15 September 2015

Cruise control

My German friends would go nuts. Here we have the second largest country in the world, with miles and miles kilometers and kilometers of roads through wide, open, flat and unpopulated tracts of land. This land just calls for a German-syle autobahn system without speed limits. 

Instead, the fastest one can legally go in Canada is 100kph (give or take a few exceptions in the wild wild West, where 120kph are on occasion allowed). It makes for long dreary drives and, unless you care to earn demerit points, a time-tested appreciation for the cruise control feature to relieve the heavy foot.

Fortunately, there are roads that are more exhilarating. Or more scenic, like the 860km we took in last week down the coast between San Francisco and Los Angeles. Having resisted the urge to upgrade to a not-so-subtle Mustang Convertible, we nonetheless found ourselves rolling down the windows of our rental car and turning up the Beach Boys soundtrack soon after leaving the city by the bay behind us. We embarked on the famous highway 1 south, the winding road along the Pacific that would lead us on for the next few days.

Once we had cleared the Tesla-infested redwood forests around Silicon Valley, the view opened up to the ocean, and the breeze infused our car with a tangy salty scent that was much more authentic than the one out of air freshener sprays. The sound of waves crashing competed with the roar of the occasional passing Harley - for highway 1 is firmly in the hands of pleasure drivers these days.

Along it, iconic towns such as Santa Cruz with its old school boardwalk, Monterey with its 17 mile peninsula drive, and Santa Barbara with its Spanish colonial style architecture awaited us. Between them, the coastline kept changing: From rugged coves to wide beaches, to dunes and sheer cliffs. Deserted stretches such as Big Sur alternated with coveted residential areas, where villas loomed behind commanding gates.

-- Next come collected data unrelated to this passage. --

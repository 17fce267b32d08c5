//! Signed facility check-in codes
//!
//! A facility's check-in QR code carries the payload
//! `STORE_<facility id>.<signature>` where the signature is a hex HMAC-SHA256
//! over `STORE_<facility id>`, keyed with the facility's private code secret.
//! Guessing a valid payload for another facility requires its secret.

use hmac::{Hmac, Mac};
use sha2::Sha256;
use uuid::Uuid;

use crate::{BookingError, Error};

type HmacSha256 = Hmac<Sha256>;

/// Prefix shared by every check-in code payload
pub const CODE_PREFIX: &str = "STORE_";

/// A parsed but not yet verified check-in code
#[derive(Clone, Debug)]
pub struct CheckInCode {
	facility_id: i32,
	signature:   Vec<u8>,
}

impl CheckInCode {
	/// Issue the signed code payload for a facility
	#[must_use]
	pub fn issue(facility_id: i32, secret: &Uuid) -> String {
		let body = format!("{CODE_PREFIX}{facility_id}");
		let mac = Self::mac(&body, secret);

		format!("{body}.{}", hex::encode(mac))
	}

	/// Parse a scanned payload into its claimed facility id and signature
	///
	/// Parsing checks shape only; call [`Self::verify`] with the claimed
	/// facility's secret before trusting the id
	pub fn parse(payload: &str) -> Result<Self, Error> {
		let body = payload
			.strip_prefix(CODE_PREFIX)
			.ok_or(BookingError::InvalidCode)?;

		let (id, signature) =
			body.split_once('.').ok_or(BookingError::InvalidCode)?;

		let facility_id =
			id.parse::<i32>().map_err(|_| BookingError::InvalidCode)?;

		let signature =
			hex::decode(signature).map_err(|_| BookingError::InvalidCode)?;

		Ok(Self { facility_id, signature })
	}

	/// The facility id this code claims to belong to
	#[must_use]
	pub fn facility_id(&self) -> i32 { self.facility_id }

	/// Verify the signature against a facility's secret
	pub fn verify(&self, secret: &Uuid) -> Result<(), Error> {
		let body = format!("{CODE_PREFIX}{}", self.facility_id);

		let mut mac = HmacSha256::new_from_slice(secret.as_bytes())
			.map_err(|_| BookingError::InvalidCode)?;
		mac.update(body.as_bytes());

		mac.verify_slice(&self.signature)
			.map_err(|_| BookingError::InvalidCode.into())
	}

	fn mac(body: &str, secret: &Uuid) -> Vec<u8> {
		let mut mac = HmacSha256::new_from_slice(secret.as_bytes())
			.expect("hmac accepts any key length");
		mac.update(body.as_bytes());

		mac.finalize().into_bytes().to_vec()
	}
}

It is true that we were hardly alone: On this long weekend, the roads were busy with RVs, muscle cars and even cyclists, the latter living on the edge in more than one sense. But no matter: We were not in a hurry, and still able to find an uncrowded turnout from which to watch the sunset.

When stopping in cities, we set ourselves apart from the hoards by walking a few blocks to downtown (and thereby availing ourselves of free parking to boot!), using the opportunity to stretch our legs while strolling in the California sun. And when we hiked up a hill a few miles inland, we had it all to ourselves. The typical highway 1 road trip, evidently, does not include unmotorized activities.

And that's perfectly understandable, given the beauty and joy of the road. Yes, I hardly went faster than 100kph on the entire trip. But why would I? Even the Germans would have to agree that when you cruise along the Pacific coast, you don't need cruise control. You just coast.